Del Duca’s fans argue that his desire to take a measured approach is what makes him the right leader for this moment.
“He’s not warm, he’s not fuzzy, he’s not your typical politician,” Schulte said. “But he’s very quick-witted and he’s very funny when he relaxes. He’s got the elements that I think are very critical for a good leader … he stands on principles.”
Critics have used the pool incident — and another where the province’s auditor general found Del Duca pressured Metrolinx in 2016 to approve the Kirby GO train station in his riding — to argue a counterpoint: that the former transportation minister thinks the rules don’t apply to him. Metrolinx is officially an arms-length provincial government agency, and its own analysis found the station would have a negative impact on its rail network. But after Del Duca intervened, Metrolinx revised a report to support the idea and signed off on the project.
Del Duca has since maintained that he felt Metrolinx wasn’t accounting for planned population growth, and that he was simply pushing hard to build much-needed public transit. “I made the right call, and I would do it again,” he wrote in 2018.
Those moments may have rubbed some voters the wrong way, but insiders also say Del Duca excels at the type of relationship building that might make contentious climate discussions easier to hammer out.
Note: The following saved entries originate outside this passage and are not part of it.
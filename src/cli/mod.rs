//! CLI module for reelvault
//!
//! This module handles command-line argument parsing and command execution.

use std::path::PathBuf;

use clap::{Parser, Subcommand};

use crate::adapters::AppConfig;

pub mod args;
pub mod commands;

/// reelvault - video library processing
///
/// Converts files into a broadly compatible H.264/AAC MP4 in place and cuts
/// keyframe-aligned segments without re-encoding.
#[derive(Parser, Debug)]
#[command(name = "reelvault")]
#[command(about = "reelvault - compatibility transcoding and lossless segment export")]
#[command(version)]
#[command(long_about = None)]
pub struct Cli {
    /// Configuration file (default: $REELVAULT_CONFIG or ./reelvault.toml)
    #[arg(long, global = true)]
    pub config: Option<PathBuf>,

    /// Logging level
    #[arg(long, global = true)]
    pub log_level: Option<String>,

    /// Emit logs as JSON lines
    #[arg(long, global = true)]
    pub json_logs: bool,

    /// Root for archive and working directories
    #[arg(long, global = true)]
    pub staged_path: Option<PathBuf>,

    /// ffmpeg binary
    #[arg(long, global = true)]
    pub ffmpeg: Option<PathBuf>,

    /// ffprobe binary
    #[arg(long, global = true)]
    pub ffprobe: Option<PathBuf>,

    /// The command to execute
    #[command(subcommand)]
    pub command: Commands,
}

impl Cli {
    /// Layer command-line flags over the loaded configuration
    pub fn apply_overrides(&self, config: &mut AppConfig) {
        if let Some(level) = &self.log_level {
            config.log.level = level.clone();
        }
        if self.json_logs {
            config.log.json = true;
        }
        if let Some(path) = &self.staged_path {
            config.staged_path = path.clone();
        }
        if let Some(path) = &self.ffmpeg {
            config.ffmpeg_path = path.clone();
        }
        if let Some(path) = &self.ffprobe {
            config.ffprobe_path = path.clone();
        }
    }
}

/// Available commands
#[derive(Subcommand, Debug)]
pub enum Commands {
    /// Convert files to H.264/AAC MP4 in place, one at a time
    Transcode(args::TranscodeArgs),
    /// List the keyframe timestamps of a file
    Keyframes(args::KeyframesArgs),
    /// Show the keyframe-aligned cut for a time range
    Plan(args::PlanArgs),
    /// Keep only the given ranges of a file, without re-encoding
    Export(args::ExportArgs),
}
He never forgets a birthday. He remembers the tiniest snippets of conversation years later.
Federal Liberal MP Michael Coteau, a former Ontario MPP who ran against Del Duca in 2020 for the party’s leadership, said Del Duca’s organizing prowess stood out in that campaign. “That’s why he won,” Coteau said. “He was a better organizer.”
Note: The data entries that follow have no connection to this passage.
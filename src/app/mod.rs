// Application layer - Use case interactors

pub mod container;
pub mod export_interactor;
pub mod transcode_queue;

// Re-export interactors
pub use container::{AppContainer, DefaultAppContainer};
pub use export_interactor::ExportInteractor;
pub use transcode_queue::TranscodeQueue;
When Coteau decided last year to give up his provincial seat and enter the federal arena, Del Duca brought up a conversation they’d had in the mid-2000s, during which Coteau had confided that he dreamed of going to the House of Commons. Coteau didn’t even remember telling him.
“He reminded me of a bit more about myself, 15 years before, and what my dream was,” Coteau said. “Steven has always been a gentleman, even when we were competing against each other.”
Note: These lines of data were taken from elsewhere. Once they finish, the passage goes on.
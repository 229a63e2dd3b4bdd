// Copyright (c) Contributors to the SPK project.
// SPDX-License-Identifier: Apache-2.0
// https://github.com/spkenv/spk

//! Mounting through a macFUSE (or OSXFUSE) mount helper
//!
//! The helper loads the kernel extension, opens the fuse device and
//! mounts it, then passes the open device back over the socket given
//! to it in `_FUSE_COMMFD`. It is run in the foreground and watched
//! until it exits, since its exit status is the only way that a failed
//! mount is reported.

use std::ffi::OsString;
use std::fs::File;
use std::os::fd::{AsRawFd, OwnedFd};
use std::path::Path;
use std::time::Duration;

use crate::ancillary;
use crate::endpoint::{EndpointPair, set_cloexec};
use crate::launcher::{Helper, HelperExit, Launch, Spawner};
use crate::request::{Backend, LegacyLocation, MountRequest};
use crate::selector::{Handoff, MountOutcome};
use crate::signal::{self, ReadinessNotifier, TerminationReporter};
use crate::{Error, Result};

#[cfg(test)]
#[path = "./macfuse_test.rs"]
mod macfuse_test;

/// Run the mount helper of the given installation and receive the
/// fuse device from it.
///
/// Readiness resolves once the helper has either exited or been
/// running for the grace period without failing. A failure of the
/// helper after that is sent to the termination channel.
pub async fn mount(
    spawner: &dyn Spawner,
    location: &LegacyLocation,
    request: &MountRequest,
    io_size: u64,
    grace: Duration,
) -> Result<Handoff> {
    let pair = EndpointPair::new("macfuse")?;
    let launch = helper_launch(&location.mount, request, io_size, daemon_path())
        .with_inherited(pair.remote);
    let helper = spawner.spawn(launch)?;
    tracing::debug!(pid = ?helper.id(), location = %location.name, "macFUSE mount helper started");

    let local = pair.local;
    let received = tokio::task::spawn_blocking(move || ancillary::receive_descriptor(&local))
        .await
        .unwrap_or_else(|err| {
            Err(Error::protocol(format!(
                "receiving the fuse device stopped unexpectedly: {err}"
            )))
        });
    let channel = match received.and_then(adopt) {
        Ok(channel) => channel,
        Err(err) => return Err(reap(helper, err, grace).await),
    };

    let (notifier, ready) = signal::readiness();
    let (reporter, termination) = signal::termination();
    tokio::spawn(supervise(helper, grace, notifier, reporter));

    Ok(Handoff {
        outcome: MountOutcome {
            channel: File::from(channel),
            backend: Backend::MacFuse,
            retained: Vec::new(),
        },
        ready,
        termination,
    })
}

/// Build the helper launch, without the inherited endpoint.
pub(crate) fn helper_launch(
    program: &Path,
    request: &MountRequest,
    io_size: u64,
    daemon: OsString,
) -> Launch {
    let mut launch = Launch::new(program);
    let options = request.legacy_option_string();
    if !options.is_empty() {
        launch = launch.with_arg("-o").with_arg(options);
    }
    launch
        .with_arg("-o")
        .with_arg(format!("iosize={io_size}"))
        .with_arg(request.mountpoint())
        .with_env("_FUSE_CALL_BY_LIB", "")
        .with_env("_FUSE_DAEMON_PATH", daemon.clone())
        .with_env("_FUSE_COMMFD", "3")
        .with_env("_FUSE_COMMVERS", "2")
        .with_env("MOUNT_OSXFUSE_CALL_BY_LIB", "")
        .with_env("MOUNT_OSXFUSE_DAEMON_PATH", daemon)
        .with_detached(false)
        .with_captured_output(true)
}

/// The program that the helper reports as owning the mount.
fn daemon_path() -> OsString {
    std::env::args_os()
        .next()
        .or_else(|| std::env::current_exe().ok().map(OsString::from))
        .unwrap_or_default()
}

/// Keep a private copy of a received descriptor.
///
/// The received descriptor is not close-on-exec, so it is duplicated
/// into one that is, and the original is closed.
fn adopt(received: OwnedFd) -> Result<OwnedFd> {
    set_cloexec(received.as_raw_fd())?;
    let channel = received
        .try_clone()
        .map_err(|err| Error::from_alloc("duplicating the fuse device", err))?;
    tracing::trace!(
        received = received.as_raw_fd(),
        channel = channel.as_raw_fd(),
        "adopted fuse device"
    );
    Ok(channel)
}

/// Hand a helper off to a background task that waits for it, adding
/// its exit details to the error if they arrive within the grace period.
async fn reap(helper: Box<dyn Helper>, err: Error, grace: Duration) -> Error {
    let mut reaper = tokio::spawn(async move {
        let exit = helper.wait().await;
        if let Ok(exit) = &exit {
            tracing::debug!(status = %exit.status, "reaped failed macFUSE mount helper");
        }
        exit
    });
    match tokio::time::timeout(grace, &mut reaper).await {
        Ok(Ok(Ok(exit))) => with_exit_details(err, &exit),
        // the reaper keeps running if the helper is still alive
        _ => err,
    }
}

fn with_exit_details(err: Error, exit: &HelperExit) -> Error {
    match err {
        Error::ProtocolViolation(message) => Error::ProtocolViolation(format!(
            "{message} (helper exited with {}, stderr: {})",
            exit.status,
            String::from_utf8_lossy(&exit.stderr).trim()
        )),
        err => err,
    }
}

/// Watch the helper until it exits, deciding readiness on the way.
async fn supervise(
    helper: Box<dyn Helper>,
    grace: Duration,
    notifier: ReadinessNotifier,
    reporter: TerminationReporter,
) {
    let mut exit = helper.wait();
    if let Ok(result) = tokio::time::timeout(grace, &mut exit).await {
        let result = result.and_then(HelperExit::into_result);
        match &result {
            Ok(()) => tracing::info!("macFUSE mount is ready"),
            Err(err) => tracing::debug!(%err, "macFUSE mount helper failed"),
        }
        notifier.fire(result);
        return;
    }
    tracing::info!("macFUSE mount is ready");
    notifier.fire(Ok(()));

    match exit.await.and_then(HelperExit::into_result) {
        Ok(()) => tracing::debug!("macFUSE mount helper exited cleanly"),
        Err(err) => {
            tracing::warn!(%err, "macFUSE mount helper failed after the mount was ready");
            reporter.report(err);
        }
    }
}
Of course, it may not come down to that. Or climate, or a pool, or a highway or any other single issue or moment. Sorbara said he believes his protégé is capable of using his consensus-seeking skills to beat Doug Ford, whose party is still polling in first place. It really depends on whether Ontarians are in the mood for a change of power. On the environmental file, that means attracting voters who are worried about issues like cutting emissions and balancing growth with the need to protect green space.
“I have a very simple and straightforward approach to politics, and that is that governments are not elected, they are defeated,” Sorbara said.
“In other words, Steven will be the premier if there is a growing consensus in Ontario in June that it’s time to get beyond Doug Ford. And I don’t know if that consensus is there yet.”